Tetapi, setelah dipikir-pikir, bertanya pada ahli bahasa bukan solusi dari masalah ini. Secara gramatikal kita memang bisa mendapatkan jawabnya, tetapi secara semantik? Tidak. Seperti halnya segala hal yang ada di dunia ini, peletakan kata maha sebelum siswa yang menjadi kata ganti bagi manusia-manusia yang bersekolah di perguruan tinggi, pasti memiliki maksud dan semangat tersendiri. Semangat itulah yang ditanyakan.

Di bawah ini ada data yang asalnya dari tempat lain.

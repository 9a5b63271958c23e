//! Time series error types
//!
//! Defines the standardized error type for all algorithm operations.

use thiserror::Error;

/// Result type alias for algorithm operations
pub type Result<T> = std::result::Result<T, TsError>;

/// Errors that can occur during time series operations
#[derive(Error, Debug, Clone, PartialEq)]
pub enum TsError {
    /// Insufficient data points for the operation
    #[error("Insufficient data: need at least {required} points, got {actual}")]
    InsufficientData { required: usize, actual: usize },

    /// Invalid parameter value
    #[error("Invalid parameter '{name}': {reason}")]
    InvalidParameter { name: String, reason: String },

    /// Model has not been fitted yet
    #[error("Model must be fitted before prediction")]
    NotFitted,

    /// Numerical computation error
    #[error("Numerical error: {0}")]
    NumericalError(String),

    /// Invalid time series data
    #[error("Invalid data: {0}")]
    InvalidData(String),
}

impl TsError {
    /// Shorthand for [`TsError::InvalidParameter`]
    pub fn invalid_parameter(name: impl Into<String>, reason: impl Into<String>) -> Self {
        TsError::InvalidParameter {
            name: name.into(),
            reason: reason.into(),
        }
    }

    /// Reject input containing NaN or infinite values
    pub fn check_finite(data: &[f64]) -> Result<()> {
        match data.iter().position(|v| !v.is_finite()) {
            Some(idx) => Err(TsError::InvalidData(format!(
                "non-finite value {} at position {}",
                data[idx], idx
            ))),
            None => Ok(()),
        }
    }
}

Hmm, berbicara mengenai semangat, 4 minggu yang lalu aku sempat maen ke desa Tarumajaya, Bandung Selatan. Di desa itu aku bertemu dengan 2 orang hebat yang sangat luar biasa bersemangat. Keduanya adalah aktivis mahasiswa di masanya masing-masing. Beliau berdua adalah pak Deden, dan Pak Haji(nbegitulah pak deden memanggil beliau). Pak Deden adalah aktivis mahasiswa yang berperan dalam penurunan Soeharto, tahun 1998. Sedangkan pak Haji, beliau adalah aktivis mahasiswa yang berperan dalam penurunan Soekarno, tahun 1966-1967.

Dari perbincangan dengan beliau berdua, satu hal yang sangat berkesan bagi saya, cerita pak Haji mengenai demo yang beliau ikuti di jalan ir H Juanda tahun 1966. Waktu itu presiden yang berkuasa adalah ir Soekarno. Mahasiswa berfikir bahwa pemerintahan waktu itu sudah tidak mendengar lagi suara rakyat. Pak Haji bersama dengan teman-teman seperjuangan waktu itu merancang sebuah demo yang akan dilaksanakan di bandung. Singkat cerita, berkumpulah mahasiswa-mahasiswa se Bandung Raya di jalan ir. H Juanda. Jalanan dari mulai simpang dago hingga mendekati kantor walikota bandung dipenuhi oleh ribuan mahasiswa.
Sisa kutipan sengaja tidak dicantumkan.